── DATA PROVIDED ──
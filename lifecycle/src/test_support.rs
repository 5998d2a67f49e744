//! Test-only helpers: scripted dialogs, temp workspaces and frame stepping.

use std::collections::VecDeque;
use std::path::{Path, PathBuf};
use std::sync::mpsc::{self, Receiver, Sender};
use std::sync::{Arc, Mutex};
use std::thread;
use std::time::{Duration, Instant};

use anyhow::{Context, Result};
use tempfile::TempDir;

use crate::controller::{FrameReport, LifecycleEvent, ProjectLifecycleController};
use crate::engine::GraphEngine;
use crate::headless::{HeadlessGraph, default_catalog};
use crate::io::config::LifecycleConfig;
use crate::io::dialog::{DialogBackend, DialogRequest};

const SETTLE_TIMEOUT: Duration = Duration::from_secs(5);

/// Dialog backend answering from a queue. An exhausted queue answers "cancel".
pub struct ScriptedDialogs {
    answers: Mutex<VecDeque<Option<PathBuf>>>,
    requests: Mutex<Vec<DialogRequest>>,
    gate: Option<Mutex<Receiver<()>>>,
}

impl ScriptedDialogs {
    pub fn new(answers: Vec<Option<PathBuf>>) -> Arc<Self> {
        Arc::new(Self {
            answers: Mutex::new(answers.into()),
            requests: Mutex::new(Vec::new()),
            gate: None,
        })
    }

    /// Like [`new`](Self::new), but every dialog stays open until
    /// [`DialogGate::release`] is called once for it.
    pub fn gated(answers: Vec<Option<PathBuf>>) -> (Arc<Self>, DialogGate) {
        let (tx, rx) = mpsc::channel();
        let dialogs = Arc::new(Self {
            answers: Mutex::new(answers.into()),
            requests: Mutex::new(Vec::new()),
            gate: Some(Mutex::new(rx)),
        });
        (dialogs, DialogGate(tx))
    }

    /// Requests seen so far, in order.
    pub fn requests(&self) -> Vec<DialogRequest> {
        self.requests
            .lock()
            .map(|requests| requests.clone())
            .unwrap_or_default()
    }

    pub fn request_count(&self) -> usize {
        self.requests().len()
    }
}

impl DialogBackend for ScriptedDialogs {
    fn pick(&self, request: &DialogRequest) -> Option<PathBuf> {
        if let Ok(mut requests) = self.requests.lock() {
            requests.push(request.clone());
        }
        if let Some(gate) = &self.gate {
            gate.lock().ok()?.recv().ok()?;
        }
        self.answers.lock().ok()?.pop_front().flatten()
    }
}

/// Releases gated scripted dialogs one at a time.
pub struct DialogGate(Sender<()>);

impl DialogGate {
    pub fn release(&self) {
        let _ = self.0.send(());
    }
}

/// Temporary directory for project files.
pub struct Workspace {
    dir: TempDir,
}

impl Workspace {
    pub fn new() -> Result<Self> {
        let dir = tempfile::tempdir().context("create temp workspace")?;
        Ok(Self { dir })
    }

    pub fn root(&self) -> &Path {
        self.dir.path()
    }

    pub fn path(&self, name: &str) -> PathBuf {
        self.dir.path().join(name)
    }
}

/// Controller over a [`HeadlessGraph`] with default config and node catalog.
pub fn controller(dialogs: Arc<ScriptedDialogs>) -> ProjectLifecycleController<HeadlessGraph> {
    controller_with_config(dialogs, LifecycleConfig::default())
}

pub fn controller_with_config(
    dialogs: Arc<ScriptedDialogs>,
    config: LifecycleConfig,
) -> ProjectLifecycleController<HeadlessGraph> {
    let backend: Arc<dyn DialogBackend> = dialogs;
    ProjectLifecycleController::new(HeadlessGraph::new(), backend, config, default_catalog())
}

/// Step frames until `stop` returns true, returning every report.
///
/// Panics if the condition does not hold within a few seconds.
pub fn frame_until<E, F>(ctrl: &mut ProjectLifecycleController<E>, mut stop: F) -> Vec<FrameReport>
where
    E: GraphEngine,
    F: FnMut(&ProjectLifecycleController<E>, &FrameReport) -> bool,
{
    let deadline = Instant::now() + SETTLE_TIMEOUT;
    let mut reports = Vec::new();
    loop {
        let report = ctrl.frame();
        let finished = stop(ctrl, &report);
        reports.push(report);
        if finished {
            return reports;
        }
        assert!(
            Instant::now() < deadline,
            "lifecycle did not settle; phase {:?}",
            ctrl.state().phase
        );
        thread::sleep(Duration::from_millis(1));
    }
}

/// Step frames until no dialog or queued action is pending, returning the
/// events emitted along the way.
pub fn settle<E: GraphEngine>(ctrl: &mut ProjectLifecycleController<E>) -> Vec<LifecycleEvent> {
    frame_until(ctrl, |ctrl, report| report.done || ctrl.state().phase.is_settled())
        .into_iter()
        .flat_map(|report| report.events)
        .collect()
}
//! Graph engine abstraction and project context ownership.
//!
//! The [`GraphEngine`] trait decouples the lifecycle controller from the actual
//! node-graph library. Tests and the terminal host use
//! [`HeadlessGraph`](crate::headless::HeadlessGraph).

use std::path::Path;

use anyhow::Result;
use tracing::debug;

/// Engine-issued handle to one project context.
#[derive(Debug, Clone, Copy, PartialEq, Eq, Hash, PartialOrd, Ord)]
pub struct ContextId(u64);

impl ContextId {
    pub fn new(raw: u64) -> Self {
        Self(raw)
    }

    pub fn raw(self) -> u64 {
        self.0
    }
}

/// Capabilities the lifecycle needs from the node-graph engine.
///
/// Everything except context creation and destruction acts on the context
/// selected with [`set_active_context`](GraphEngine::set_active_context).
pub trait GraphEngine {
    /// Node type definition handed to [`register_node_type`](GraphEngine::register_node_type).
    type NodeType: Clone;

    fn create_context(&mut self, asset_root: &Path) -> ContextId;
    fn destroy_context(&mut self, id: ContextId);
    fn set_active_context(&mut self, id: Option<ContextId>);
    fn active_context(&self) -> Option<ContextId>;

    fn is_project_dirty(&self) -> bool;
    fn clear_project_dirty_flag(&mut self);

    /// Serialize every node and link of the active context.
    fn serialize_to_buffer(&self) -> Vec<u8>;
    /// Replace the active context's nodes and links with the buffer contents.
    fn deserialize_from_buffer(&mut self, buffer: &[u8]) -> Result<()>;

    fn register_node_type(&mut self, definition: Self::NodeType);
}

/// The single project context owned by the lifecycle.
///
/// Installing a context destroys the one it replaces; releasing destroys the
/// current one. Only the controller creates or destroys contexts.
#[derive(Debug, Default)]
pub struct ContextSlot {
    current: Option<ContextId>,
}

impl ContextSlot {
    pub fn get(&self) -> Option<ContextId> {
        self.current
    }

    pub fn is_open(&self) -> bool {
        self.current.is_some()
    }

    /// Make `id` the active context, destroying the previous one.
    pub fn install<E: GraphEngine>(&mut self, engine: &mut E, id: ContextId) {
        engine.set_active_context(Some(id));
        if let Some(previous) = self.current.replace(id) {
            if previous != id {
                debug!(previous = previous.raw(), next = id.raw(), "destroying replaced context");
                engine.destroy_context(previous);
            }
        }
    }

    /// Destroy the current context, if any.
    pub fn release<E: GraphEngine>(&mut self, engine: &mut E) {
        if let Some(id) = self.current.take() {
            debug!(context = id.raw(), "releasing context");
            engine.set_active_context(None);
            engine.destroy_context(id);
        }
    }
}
───
── DATA PROVIDED ──
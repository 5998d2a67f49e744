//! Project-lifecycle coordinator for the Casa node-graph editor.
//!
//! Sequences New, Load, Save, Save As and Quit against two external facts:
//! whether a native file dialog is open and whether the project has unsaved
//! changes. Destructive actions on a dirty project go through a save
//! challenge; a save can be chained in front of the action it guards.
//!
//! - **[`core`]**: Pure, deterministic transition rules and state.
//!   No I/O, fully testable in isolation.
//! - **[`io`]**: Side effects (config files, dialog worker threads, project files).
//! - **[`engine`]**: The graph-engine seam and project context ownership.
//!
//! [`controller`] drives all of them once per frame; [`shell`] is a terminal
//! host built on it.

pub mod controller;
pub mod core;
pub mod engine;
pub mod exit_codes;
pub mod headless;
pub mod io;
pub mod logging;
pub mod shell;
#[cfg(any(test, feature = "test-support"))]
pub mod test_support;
───
EXERCISE ▸ The answer must consist of every line above that contains the word "gated".

RESPONSE BELOW ▸
    pub fn gated(answers: Vec<Option<PathBuf>>) -> (Arc<Self>, DialogGate) {
/// Releases gated scripted dialogs one at a time.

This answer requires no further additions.